→ **WHAT THE EXERCISE ASKS**: Give the number of lines in the records below that hold "Result"; nothing else is needed.

→ **Stored data**:
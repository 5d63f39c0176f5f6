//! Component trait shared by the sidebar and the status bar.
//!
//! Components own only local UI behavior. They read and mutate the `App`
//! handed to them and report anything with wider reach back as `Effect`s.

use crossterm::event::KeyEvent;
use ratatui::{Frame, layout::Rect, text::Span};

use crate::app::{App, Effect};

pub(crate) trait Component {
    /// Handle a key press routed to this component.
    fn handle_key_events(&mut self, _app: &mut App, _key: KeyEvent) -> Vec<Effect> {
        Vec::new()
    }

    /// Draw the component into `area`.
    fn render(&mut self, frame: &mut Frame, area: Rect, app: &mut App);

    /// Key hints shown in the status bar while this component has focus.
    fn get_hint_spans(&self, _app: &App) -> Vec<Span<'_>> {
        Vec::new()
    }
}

---

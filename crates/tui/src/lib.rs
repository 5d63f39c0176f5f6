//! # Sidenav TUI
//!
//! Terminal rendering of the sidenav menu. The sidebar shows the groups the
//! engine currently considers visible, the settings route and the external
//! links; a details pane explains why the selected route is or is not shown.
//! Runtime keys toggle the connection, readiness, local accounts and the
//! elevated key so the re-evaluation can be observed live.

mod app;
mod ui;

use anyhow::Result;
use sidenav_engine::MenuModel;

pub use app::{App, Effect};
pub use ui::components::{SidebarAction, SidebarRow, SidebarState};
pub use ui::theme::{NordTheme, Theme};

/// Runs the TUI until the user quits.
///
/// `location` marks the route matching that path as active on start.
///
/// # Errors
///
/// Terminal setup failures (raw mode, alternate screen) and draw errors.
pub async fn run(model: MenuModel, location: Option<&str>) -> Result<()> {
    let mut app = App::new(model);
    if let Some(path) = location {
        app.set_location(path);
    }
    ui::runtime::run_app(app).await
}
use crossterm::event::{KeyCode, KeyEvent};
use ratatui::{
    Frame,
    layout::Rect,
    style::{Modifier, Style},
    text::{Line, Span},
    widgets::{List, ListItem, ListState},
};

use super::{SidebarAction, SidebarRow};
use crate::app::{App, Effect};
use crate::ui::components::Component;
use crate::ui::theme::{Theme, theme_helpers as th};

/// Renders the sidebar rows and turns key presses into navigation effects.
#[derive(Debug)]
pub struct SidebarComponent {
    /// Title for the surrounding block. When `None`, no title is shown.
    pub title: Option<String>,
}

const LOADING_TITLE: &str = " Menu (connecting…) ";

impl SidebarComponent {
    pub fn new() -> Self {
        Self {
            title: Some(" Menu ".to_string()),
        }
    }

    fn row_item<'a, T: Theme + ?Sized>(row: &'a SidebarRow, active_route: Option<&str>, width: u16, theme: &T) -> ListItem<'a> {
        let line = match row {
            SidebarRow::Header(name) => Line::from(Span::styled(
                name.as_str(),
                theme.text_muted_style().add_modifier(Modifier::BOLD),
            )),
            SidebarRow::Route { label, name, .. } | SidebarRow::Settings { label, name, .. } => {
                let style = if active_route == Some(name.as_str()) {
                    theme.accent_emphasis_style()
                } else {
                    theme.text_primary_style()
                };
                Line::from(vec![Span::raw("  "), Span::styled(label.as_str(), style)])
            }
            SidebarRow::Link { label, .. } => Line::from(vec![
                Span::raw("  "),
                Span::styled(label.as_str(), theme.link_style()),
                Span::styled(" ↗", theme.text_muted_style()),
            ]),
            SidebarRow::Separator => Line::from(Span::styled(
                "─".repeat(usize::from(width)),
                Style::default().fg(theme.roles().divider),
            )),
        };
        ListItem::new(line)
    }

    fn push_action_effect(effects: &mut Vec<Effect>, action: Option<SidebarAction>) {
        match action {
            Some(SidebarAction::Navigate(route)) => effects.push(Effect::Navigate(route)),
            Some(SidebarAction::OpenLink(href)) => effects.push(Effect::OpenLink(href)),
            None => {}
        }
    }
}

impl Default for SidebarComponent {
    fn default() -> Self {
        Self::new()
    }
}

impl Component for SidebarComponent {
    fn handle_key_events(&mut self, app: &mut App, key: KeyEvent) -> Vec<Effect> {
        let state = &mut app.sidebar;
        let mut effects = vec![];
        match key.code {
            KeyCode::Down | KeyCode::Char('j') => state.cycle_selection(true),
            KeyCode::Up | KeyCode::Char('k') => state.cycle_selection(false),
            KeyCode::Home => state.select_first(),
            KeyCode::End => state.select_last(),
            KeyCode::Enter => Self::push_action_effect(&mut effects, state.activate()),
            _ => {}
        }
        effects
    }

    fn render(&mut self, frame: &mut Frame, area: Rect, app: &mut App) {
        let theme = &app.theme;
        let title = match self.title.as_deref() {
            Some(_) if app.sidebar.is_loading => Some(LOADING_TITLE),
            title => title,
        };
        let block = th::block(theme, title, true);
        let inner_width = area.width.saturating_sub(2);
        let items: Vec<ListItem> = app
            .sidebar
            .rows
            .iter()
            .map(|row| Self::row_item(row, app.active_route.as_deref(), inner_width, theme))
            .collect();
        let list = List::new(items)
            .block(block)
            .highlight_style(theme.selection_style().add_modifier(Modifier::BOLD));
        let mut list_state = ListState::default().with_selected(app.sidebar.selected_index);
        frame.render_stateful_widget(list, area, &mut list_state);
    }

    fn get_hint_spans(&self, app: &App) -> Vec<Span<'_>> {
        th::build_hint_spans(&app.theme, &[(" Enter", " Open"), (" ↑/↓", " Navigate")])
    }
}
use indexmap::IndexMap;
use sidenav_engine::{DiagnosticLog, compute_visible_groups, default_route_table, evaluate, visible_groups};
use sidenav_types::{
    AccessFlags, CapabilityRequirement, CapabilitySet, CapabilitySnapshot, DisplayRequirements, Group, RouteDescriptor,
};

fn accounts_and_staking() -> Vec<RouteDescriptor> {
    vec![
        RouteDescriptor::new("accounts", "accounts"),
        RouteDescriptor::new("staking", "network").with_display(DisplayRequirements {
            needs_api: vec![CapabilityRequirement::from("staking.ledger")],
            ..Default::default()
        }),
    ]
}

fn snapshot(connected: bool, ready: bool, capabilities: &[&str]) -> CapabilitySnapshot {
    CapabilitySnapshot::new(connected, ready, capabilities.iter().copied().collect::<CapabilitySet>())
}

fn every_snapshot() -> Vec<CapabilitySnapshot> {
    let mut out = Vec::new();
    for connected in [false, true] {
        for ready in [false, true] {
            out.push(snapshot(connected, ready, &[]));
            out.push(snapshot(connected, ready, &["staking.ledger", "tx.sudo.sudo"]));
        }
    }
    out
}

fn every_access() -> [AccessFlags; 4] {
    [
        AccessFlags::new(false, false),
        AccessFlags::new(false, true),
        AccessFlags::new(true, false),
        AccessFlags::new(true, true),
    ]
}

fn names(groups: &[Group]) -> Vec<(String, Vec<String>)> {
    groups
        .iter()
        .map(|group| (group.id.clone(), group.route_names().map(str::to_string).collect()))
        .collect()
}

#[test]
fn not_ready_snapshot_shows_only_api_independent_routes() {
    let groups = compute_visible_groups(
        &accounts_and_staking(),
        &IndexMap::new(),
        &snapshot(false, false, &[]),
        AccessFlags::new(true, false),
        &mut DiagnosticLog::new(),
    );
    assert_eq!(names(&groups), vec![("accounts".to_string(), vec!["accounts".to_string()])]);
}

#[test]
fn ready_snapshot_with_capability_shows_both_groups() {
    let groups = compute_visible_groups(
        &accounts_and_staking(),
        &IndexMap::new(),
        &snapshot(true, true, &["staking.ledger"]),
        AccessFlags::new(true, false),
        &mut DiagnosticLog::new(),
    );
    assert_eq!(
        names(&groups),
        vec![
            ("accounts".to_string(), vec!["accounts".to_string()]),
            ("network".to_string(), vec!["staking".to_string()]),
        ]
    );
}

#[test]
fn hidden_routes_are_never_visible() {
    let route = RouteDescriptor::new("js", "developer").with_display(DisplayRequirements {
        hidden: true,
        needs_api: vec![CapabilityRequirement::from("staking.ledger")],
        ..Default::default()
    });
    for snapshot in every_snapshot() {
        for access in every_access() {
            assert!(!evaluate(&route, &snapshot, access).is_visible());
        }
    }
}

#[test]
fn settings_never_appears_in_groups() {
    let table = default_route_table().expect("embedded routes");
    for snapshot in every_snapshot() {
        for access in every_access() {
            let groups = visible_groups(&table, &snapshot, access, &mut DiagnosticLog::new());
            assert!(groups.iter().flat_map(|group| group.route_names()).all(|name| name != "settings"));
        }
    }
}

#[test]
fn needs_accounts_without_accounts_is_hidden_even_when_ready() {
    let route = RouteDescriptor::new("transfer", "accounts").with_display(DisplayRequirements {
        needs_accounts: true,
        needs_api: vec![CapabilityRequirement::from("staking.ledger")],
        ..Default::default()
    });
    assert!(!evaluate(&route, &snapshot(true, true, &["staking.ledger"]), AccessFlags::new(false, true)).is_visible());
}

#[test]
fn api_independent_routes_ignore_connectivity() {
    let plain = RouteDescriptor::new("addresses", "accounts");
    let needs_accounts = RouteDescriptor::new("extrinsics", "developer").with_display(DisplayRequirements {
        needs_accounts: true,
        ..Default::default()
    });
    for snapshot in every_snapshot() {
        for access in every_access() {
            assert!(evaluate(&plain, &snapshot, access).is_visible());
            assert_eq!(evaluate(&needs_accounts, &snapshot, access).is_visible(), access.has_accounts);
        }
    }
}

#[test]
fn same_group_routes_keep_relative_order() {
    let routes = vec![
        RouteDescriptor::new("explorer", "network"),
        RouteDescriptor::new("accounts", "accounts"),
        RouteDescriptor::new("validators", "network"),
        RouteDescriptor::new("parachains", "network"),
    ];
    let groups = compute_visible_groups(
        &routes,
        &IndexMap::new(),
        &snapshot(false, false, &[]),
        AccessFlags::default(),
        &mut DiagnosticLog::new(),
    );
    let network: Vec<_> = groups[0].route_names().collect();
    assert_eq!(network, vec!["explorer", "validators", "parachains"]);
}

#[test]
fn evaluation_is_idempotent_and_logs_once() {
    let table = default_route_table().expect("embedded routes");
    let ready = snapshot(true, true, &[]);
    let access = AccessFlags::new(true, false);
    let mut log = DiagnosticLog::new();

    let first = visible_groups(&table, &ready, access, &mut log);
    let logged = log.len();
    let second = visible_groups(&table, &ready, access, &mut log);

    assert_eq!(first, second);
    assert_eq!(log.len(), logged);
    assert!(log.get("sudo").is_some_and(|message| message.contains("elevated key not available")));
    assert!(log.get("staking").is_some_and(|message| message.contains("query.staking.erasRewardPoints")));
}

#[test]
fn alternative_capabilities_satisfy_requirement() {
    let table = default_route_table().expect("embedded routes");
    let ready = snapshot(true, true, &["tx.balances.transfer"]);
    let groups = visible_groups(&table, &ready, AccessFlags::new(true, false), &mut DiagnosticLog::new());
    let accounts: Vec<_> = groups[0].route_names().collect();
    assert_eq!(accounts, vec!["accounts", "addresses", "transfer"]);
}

→ **RESPONSE**: 2